Most owners of offshore wealth are sophisticated global investors or US taxpayers with close ties to specific foreign countries, such as recent immigrants or expats. Although the median account was not held in a tax haven, larger accounts were more likely to be held there and the researchers find that most of the wealth was owned by sophisticated investors and stored in tax havens and/or owned indirectly by a partnership. The 55 percent of accounts owned by identifiable individuals held 16 percent of total wealth reported on Form 8966, while the 1.4 percent of accounts owned by partnerships held 32 percent. Partnerships owned 52 percent of the $1.9 trillion in total wealth that was reported in tax havens, but only 14 percent of wealth in other locations.

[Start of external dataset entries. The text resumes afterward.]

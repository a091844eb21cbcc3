// SPDX-License-Identifier: GPL-3.0-or-later
use chrono::{DateTime, Datelike, NaiveDate, Utc};
use serde::{Deserialize, Serialize};
use std::str::FromStr;
use std::time::Duration;
use uuid::Uuid;

macro_rules! entity_id {
    ($name:ident) => {
        #[derive(
            Debug, Clone, Copy, PartialEq, Eq, PartialOrd, Ord, Hash, Serialize, Deserialize,
        )]
        pub struct $name(pub Uuid);

        impl $name {
            pub fn new() -> Self {
                Self(Uuid::new_v4())
            }

            pub fn from_uuid(uuid: Uuid) -> Self {
                Self(uuid)
            }
        }

        impl Default for $name {
            fn default() -> Self {
                Self::new()
            }
        }

        impl std::fmt::Display for $name {
            fn fmt(&self, f: &mut std::fmt::Formatter<'_>) -> std::fmt::Result {
                write!(f, "{}", self.0)
            }
        }

        impl FromStr for $name {
            type Err = uuid::Error;

            fn from_str(s: &str) -> Result<Self, Self::Err> {
                Uuid::parse_str(s).map(Self)
            }
        }
    };
}

entity_id!(GenreId);
entity_id!(ArtistId);
entity_id!(ReleaseId);
entity_id!(TrackId);
entity_id!(TrackListId);

/// MusicBrainz identifier.
///
/// Only the canonical hyphenated form (`8-4-4-4-12` hex digits) is accepted;
/// tag writers that emit braces, URNs or bare hex are treated as malformed.
#[derive(Debug, Clone, Copy, PartialEq, Eq, Hash, Serialize, Deserialize)]
pub struct Mbid(Uuid);

impl Mbid {
    pub fn as_uuid(&self) -> &Uuid {
        &self.0
    }
}

#[derive(Debug, Clone, PartialEq, Eq)]
pub struct InvalidMbid(pub String);

impl std::fmt::Display for InvalidMbid {
    fn fmt(&self, f: &mut std::fmt::Formatter<'_>) -> std::fmt::Result {
        write!(f, "invalid MusicBrainz identifier: {:?}", self.0)
    }
}

impl std::error::Error for InvalidMbid {}

impl FromStr for Mbid {
    type Err = InvalidMbid;

    fn from_str(s: &str) -> Result<Self, Self::Err> {
        let hyphenated = s.len() == 36
            && s.char_indices().all(|(i, c)| match i {
                8 | 13 | 18 | 23 => c == '-',
                _ => c.is_ascii_hexdigit(),
            });
        if !hyphenated {
            return Err(InvalidMbid(s.to_string()));
        }
        Uuid::parse_str(s)
            .map(Self)
            .map_err(|_| InvalidMbid(s.to_string()))
    }
}

impl std::fmt::Display for Mbid {
    fn fmt(&self, f: &mut std::fmt::Formatter<'_>) -> std::fmt::Result {
        write!(f, "{}", self.0.hyphenated())
    }
}

/// A release date as precise as the tag that carried it.
#[derive(Debug, Clone, PartialEq, Eq, Serialize, Deserialize)]
pub struct ReleaseDate {
    pub year: i32,
    pub month: Option<u32>,
    pub day: Option<u32>,
}

/// Years outside this range are tagging noise rather than release dates.
const PLAUSIBLE_YEARS: std::ops::RangeInclusive<i32> = 1900..=2100;

impl ReleaseDate {
    pub fn new(year: i32, month: Option<u32>, day: Option<u32>) -> Self {
        Self { year, month, day }
    }

    /// Read `YYYY`, `YYYY-MM`, `YYYY-MM-DD` (also `/`-separated or without
    /// separators) or an RFC 3339 timestamp. Anything else, or a calendar
    /// date that does not exist, gives `None`.
    pub fn parse_str(raw: &str) -> Option<Self> {
        let raw = raw.trim();

        if raw.len() > 10 {
            let stamp = DateTime::parse_from_rfc3339(raw).ok()?;
            let date = stamp.date_naive();
            return Self::checked(date.year(), Some(date.month()), Some(date.day()));
        }

        let fields: Vec<&str> = if raw.contains(['-', '/']) {
            raw.split(['-', '/']).collect()
        } else if raw.is_ascii() {
            match raw.len() {
                4 => vec![raw],
                6 => vec![&raw[..4], &raw[4..]],
                8 => vec![&raw[..4], &raw[4..6], &raw[6..]],
                _ => return None,
            }
        } else {
            return None;
        };
        if fields.iter().any(|f| f.is_empty() || !f.bytes().all(|b| b.is_ascii_digit())) {
            return None;
        }

        let year = fields.first()?.parse().ok()?;
        match &fields[1..] {
            [] => Self::checked(year, None, None),
            [month] => Self::checked(year, Some(month.parse().ok()?), None),
            [month, day] => Self::checked(year, Some(month.parse().ok()?), Some(day.parse().ok()?)),
            _ => None,
        }
    }

    fn checked(year: i32, month: Option<u32>, day: Option<u32>) -> Option<Self> {
        if !PLAUSIBLE_YEARS.contains(&year) {
            return None;
        }
        let valid = match (month, day) {
            (None, None) => true,
            (Some(m), None) => (1..=12).contains(&m),
            (Some(m), Some(d)) => NaiveDate::from_ymd_opt(year, m, d).is_some(),
            (None, Some(_)) => false,
        };
        valid.then(|| Self::new(year, month, day))
    }

    /// Stored form; keeps the precision the date was read with.
    pub fn to_iso8601(&self) -> String {
        let mut out = format!("{:04}", self.year);
        if let Some(month) = self.month {
            out.push_str(&format!("-{month:02}"));
            if let Some(day) = self.day {
                out.push_str(&format!("-{day:02}"));
            }
        }
        out
    }
}

// ============================================================================
// Names
// ============================================================================

/// Longest name stored for any entity; longer names are truncated.
pub const MAX_NAME_LENGTH: usize = 128;

/// Reserved name of the sentinel row of every named entity kind.
pub const NONE_NAME: &str = "<None>";

/// Truncate to [`MAX_NAME_LENGTH`] characters (not bytes).
pub fn truncate_name(name: &str) -> String {
    match name.char_indices().nth(MAX_NAME_LENGTH) {
        Some((cut, _)) => name[..cut].to_string(),
        None => name.to_string(),
    }
}

// ============================================================================
// Entities
// ============================================================================

/// An entity whose identity is its (truncated) name.
pub trait NamedEntity: Clone + Send + Sync + 'static {
    fn from_parts(id: Uuid, name: String) -> Self;
    fn uuid(&self) -> Uuid;
    fn name(&self) -> &str;

    /// True for the distinguished "unknown" row of this kind.
    fn is_none(&self) -> bool {
        self.name() == NONE_NAME
    }
}

macro_rules! named_entity {
    ($entity:ident, $id:ident) => {
        #[derive(Debug, Clone, PartialEq, Eq, Serialize, Deserialize)]
        pub struct $entity {
            pub id: $id,
            pub name: String,
        }

        impl $entity {
            pub fn new(name: &str) -> Self {
                Self {
                    id: $id::new(),
                    name: truncate_name(name),
                }
            }
        }

        impl NamedEntity for $entity {
            fn from_parts(id: Uuid, name: String) -> Self {
                Self {
                    id: $id::from_uuid(id),
                    name,
                }
            }

            fn uuid(&self) -> Uuid {
                self.id.0
            }

            fn name(&self) -> &str {
                &self.name
            }
        }
    };
}

named_entity!(Artist, ArtistId);
named_entity!(Release, ReleaseId);

/// Cluster type of plain genre labels.
pub const GENRE_CLUSTER: &str = "GENRE";

/// One label of one cluster type, such as `GENRE/House` or `MOOD/Calm`.
///
/// Identity is the (cluster type, name) pair. Seen as a [`NamedEntity`], a
/// genre is a label of [`GENRE_CLUSTER`].
#[derive(Debug, Clone, PartialEq, Eq, Serialize, Deserialize)]
pub struct Genre {
    pub id: GenreId,
    pub cluster_type: String,
    pub name: String,
}

impl Genre {
    pub fn new(name: &str) -> Self {
        Self::in_cluster(GENRE_CLUSTER, name)
    }

    pub fn in_cluster(cluster_type: &str, name: &str) -> Self {
        Self {
            id: GenreId::new(),
            cluster_type: cluster_type.to_string(),
            name: truncate_name(name),
        }
    }
}

impl NamedEntity for Genre {
    fn from_parts(id: Uuid, name: String) -> Self {
        Self {
            id: GenreId::from_uuid(id),
            cluster_type: GENRE_CLUSTER.to_string(),
            name,
        }
    }

    fn uuid(&self) -> Uuid {
        self.id.0
    }

    fn name(&self) -> &str {
        &self.name
    }

    fn is_none(&self) -> bool {
        self.cluster_type == GENRE_CLUSTER && self.name == NONE_NAME
    }
}

#[derive(Debug, Clone, PartialEq, Eq, Serialize, Deserialize)]
pub struct Track {
    pub id: TrackId,
    pub path: String,
    pub name: String,
    pub track_number: Option<u32>,
    pub disc_number: Option<u32>,
    pub duration_ms: u64,
    pub date: Option<ReleaseDate>,
    pub original_date: Option<ReleaseDate>,
    /// Genre tag text exactly as found in the file.
    pub genre_list: String,
    pub last_write: DateTime<Utc>,
    pub checksum: Vec<u8>,
    pub artist_id: ArtistId,
    pub release_id: ReleaseId,
    /// Cluster rows of every type the track carries.
    pub genre_ids: Vec<GenreId>,
}

impl Track {
    pub fn duration(&self) -> Duration {
        Duration::from_millis(self.duration_ms)
    }
}

#[derive(Debug, Clone, PartialEq, Eq, Serialize, Deserialize)]
pub struct TrackList {
    pub id: TrackListId,
    pub name: String,
    pub created_at: DateTime<Utc>,
}

impl TrackList {
    pub fn new(name: impl Into<String>) -> Self {
        Self {
            id: TrackListId::new(),
            name: name.into(),
            created_at: Utc::now(),
        }
    }
}

/// Facts about the source file supplied by the scanning side.
#[derive(Debug, Clone, PartialEq, Eq)]
pub struct FileFacts {
    pub last_write: DateTime<Utc>,
    pub checksum: Vec<u8>,
}

// ============================================================================
// Tests
// ============================================================================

Partnerships are pass-through business entities, meaning income and losses are distributed to and taxed as part of the income of the partners. The researchers allocate reported foreign assets in proportion to each partner’s share of the partnership’s income; when the partnership is owned by another partnership, they repeat this process until the assets are allocated to an ultimate owner. The data show that 43 percent of assets held by partnerships were owned by US individuals, 10 percent by foreign individuals or entities, 8 percent by tax-exempt organizations, and 8 percent by trusts. Twenty percent had no identifiable beneficial owner. When they combine their information on the ownership of foreign accounts, both directly and via partnerships, with taxpayer income on individual tax returns (IRS Form 1040), the researchers find that approximately 22 percent of those in the top 1 percent of the income distribution, and 62 percent of those in the top 0.01 percent, held foreign accounts. Twenty-three percent of all reported foreign assets were held in tax havens by taxpayers in the top 0.01 percent.